Um cabo da agência de notícias EFE, hoje, de Bagdá, diz que "os iraquianos acodem, cada vez em maior número, a protestar diante do hotel Palestina, de Bagdá, onde os Estados Unidos criaram um embrião de administração civil para o Iraque, um dia depois de os saqueadores incendiarem a Biblioteca Nacional e o Centro de Estudos Islâmicos.
"Mais de 300 pessoas com cartazes protestavam nesta manhã, diante dos soldados dos Estados Unidos que protegem o hotel com alambrados, armas e tanques, para exigir segurança numa cidade sem lei de uns seis milhões de habitantes.
"Os ânimos estão cada vez mais exaltados, e o que começou com débeis petições converteu-se agora em iradas discussões com as tropas ocupantes e, em muitos casos, com slogans antiamericanos.
"O último episódio de saque ocorreu no Centro de Estudos Islâmicos, com 15.000 volumes, situado na parte traseira do Ministério de Assuntos Islâmicos, que foi assaltado e incendiado na manhã de hoje.
"A Biblioteca nacional do Iraque também foi objeto, à noite, da barbárie, e a maioria do milhão de documentos, livros, mapas, microfilmes e arquivos foram roubados ou destroçados.
O diretor dessa biblioteca afirma que "se perderam exemplares antigos do Corão e do primeiro periódico editado no Iraque, em 1869, em língua persa. Desde a invasão dos mongóis, não tínhamos visto nada semelhante, perderam-se 700 anos de história", afirmou.
Algo similar ocorreu no Museu Nacional de Bagdá. As agências de notícias, no sábado passado, informavam que "o Museu Nacional do Iraque, com inestimáveis coleções das culturas suméria, acadiana, babilônica e assíria, além de textos islâmicos únicos, foi completamente saqueado no sábado, por uma turba de saqueadores que se aproveita do caos que impera na capital iraquiana, desde a quinta-feira, quando entraram as forças anglo-estadunidenses.
"Os vândalos levaram tesouros insubstituíveis das primeiras civilizações, recipientes de ouro, máscaras rituais, toucados reais, liras incrustadas de jóias e artefatos da antiga Mesopotâmia. 'Foram saqueados 7.000 anos de civilização', lamentou-se um empregado do museu".
Uma destacada artista cubana, a pintora Lesbia Van Dumois, vice-presidenta da Casa das Américas, foi um dos cubanos que teve o privilégio de visitar o Museu Nacional de Bagdá, de ver a riqueza que entesourava esse Patrimônio da Humanidade que foi saqueado diante dos olhos das forças invasoras, e ela também quis dar seu testemunho para nossa mesa-redonda de hoje.

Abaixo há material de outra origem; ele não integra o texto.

use std::fs::File;
use std::io::{self, BufReader};
use std::path::{Path, PathBuf};

/// Error that occurs when opening a file fails.
#[derive(Debug, thiserror::Error)]
#[error("failed to open file `{path}`: {source}")]
pub struct FileOpenError {
    pub path: PathBuf,
    #[source]
    pub source: io::Error,
}

/// Opens a file at the given path and wraps it in a [`BufReader`].
///
/// The handle lives only as long as the returned reader, so callers that read
/// once and drop it never keep a descriptor past the call.
///
/// # Errors
///
/// Returns a [`FileOpenError`] if the file cannot be opened.
///
/// # Example
/// ```no_run
/// # use podstat::fsutil;
/// let reader = fsutil::open_file_reader("/proc/self/stat")?;
/// # Ok::<(), fsutil::FileOpenError>(())
/// ```
pub fn open_file_reader(path: impl AsRef<Path>) -> Result<BufReader<File>, FileOpenError> {
    let path = path.as_ref();
    let file = File::open(path).map_err(|source| FileOpenError {
        path: path.to_path_buf(),
        source,
    })?;
    Ok(BufReader::new(file))
}

/// Reads the whole file at `path` into a string.
///
/// # Errors
///
/// Returns a [`FileOpenError`] if the file cannot be opened or read.
pub fn read_to_string(path: impl AsRef<Path>) -> Result<String, FileOpenError> {
    let path = path.as_ref();
    std::fs::read_to_string(path).map_err(|source| FileOpenError {
        path: path.to_path_buf(),
        source,
    })
}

Lesbia Van Dumois — Creio que foi, realmente, um privilégio, pensando no que sucedeu agora com esse museu, haver tido a oportunidade, no final da década de 80, por ocasião de um encontro da Associação Internacional de Artes Plásticas, patrocinada pela UNESCO, de ir a essa cidade, uma cidade realmente linda, e, entre as muitas atividades que ocorreram ali, ter visitado o museu, onde estavam todos os valores não somente dessa cidade original, que é a origem de nossa cultura ocidental, mas de ter visto ali as peças, ter a oportunidade de ver as tábuas cerâmicas do alfabeto cuneiforme, ter visto as cabeças, todas as coleções de ouro que havia naquele museu, onde estavam, realmente, muito bem postas.
Eu não sei se esse museu tinha... Como edifício era muito antigo; mas parece-me que tinha sido renovado um ou dois anos antes de nossa visita.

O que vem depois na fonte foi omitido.